Look over the lines below. Report each one that includes the string "struct".

Extracted data entries:
========================================================================

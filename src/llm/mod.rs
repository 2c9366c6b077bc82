//! Chat model abstraction for the agent loop.
//!
//! This module defines the message model shared by the agent's memory and
//! the provider adapters, and the [`LlmClient`] trait the reason-act loop
//! talks to. Provider-specific format mapping and retry policy live in the
//! adapters.

mod embedding;
mod error;
mod openai;

pub use embedding::OpenAiEmbedder;
pub use error::{classify_http_status, LlmError, LlmErrorKind, RetryConfig};
pub use openai::OpenAiChatClient;

use async_trait::async_trait;
use serde::{Deserialize, Serialize};

/// Role in a chat conversation.
#[derive(Debug, Clone, Copy, Serialize, Deserialize, PartialEq, Eq)]
#[serde(rename_all = "lowercase")]
pub enum Role {
    System,
    User,
    Assistant,
    Tool,
}

/// A message in a chat conversation.
#[derive(Debug, Clone, Serialize, Deserialize)]
pub struct ChatMessage {
    pub role: Role,
    #[serde(skip_serializing_if = "Option::is_none")]
    pub content: Option<String>,
    #[serde(skip_serializing_if = "Option::is_none")]
    pub tool_calls: Option<Vec<ToolCall>>,
    #[serde(skip_serializing_if = "Option::is_none")]
    pub tool_call_id: Option<String>,
}

impl ChatMessage {
    /// Create a simple text message.
    pub fn new(role: Role, content: impl Into<String>) -> Self {
        ChatMessage {
            role,
            content: Some(content.into()),
            tool_calls: None,
            tool_call_id: None,
        }
    }

    /// Create an assistant message that requests tool calls.
    pub fn assistant_tool_calls(content: Option<String>, tool_calls: Vec<ToolCall>) -> Self {
        ChatMessage {
            role: Role::Assistant,
            content,
            tool_calls: Some(tool_calls),
            tool_call_id: None,
        }
    }

    /// Create a tool-result message keyed by the originating call id.
    pub fn tool_result(tool_call_id: impl Into<String>, content: impl Into<String>) -> Self {
        ChatMessage {
            role: Role::Tool,
            content: Some(content.into()),
            tool_calls: None,
            tool_call_id: Some(tool_call_id.into()),
        }
    }

    /// The text content of this message, if any.
    pub fn text_content(&self) -> Option<&str> {
        self.content.as_deref()
    }

    /// The tool calls requested by this message, empty when none.
    pub fn requested_tool_calls(&self) -> &[ToolCall] {
        self.tool_calls.as_deref().unwrap_or_default()
    }
}

/// A tool call requested by the LLM.
#[derive(Debug, Clone, Serialize, Deserialize)]
pub struct ToolCall {
    pub id: String,
    #[serde(rename = "type", default = "function_call_type")]
    pub call_type: String,
    pub function: FunctionCall,
}

fn function_call_type() -> String {
    "function".to_string()
}

/// Function call details.
#[derive(Debug, Clone, Serialize, Deserialize)]
pub struct FunctionCall {
    pub name: String,
    /// Arguments as a JSON string. May be empty for no-argument functions.
    #[serde(default)]
    pub arguments: String,
}

/// Tool definition advertised to the LLM.
#[derive(Debug, Clone, Serialize, Deserialize)]
pub struct ToolDefinition {
    #[serde(rename = "type")]
    pub tool_type: String,
    pub function: FunctionDefinition,
}

/// Function definition with schema.
#[derive(Debug, Clone, Serialize, Deserialize)]
pub struct FunctionDefinition {
    pub name: String,
    pub description: String,
    pub parameters: serde_json::Value,
}

/// Trait for chat-completions providers.
///
/// A call returns the assistant's next message, which either carries tool
/// call requests or plain content. Adapters own retry/backoff policy.
#[async_trait]
pub trait LlmClient: Send + Sync {
    async fn chat(
        &self,
        messages: &[ChatMessage],
        tools: &[ToolDefinition],
    ) -> anyhow::Result<ChatMessage>;
}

========================================================================

-- Output --
pub struct ChatMessage {
pub struct ToolCall {
pub struct FunctionCall {
pub struct ToolDefinition {
pub struct FunctionDefinition {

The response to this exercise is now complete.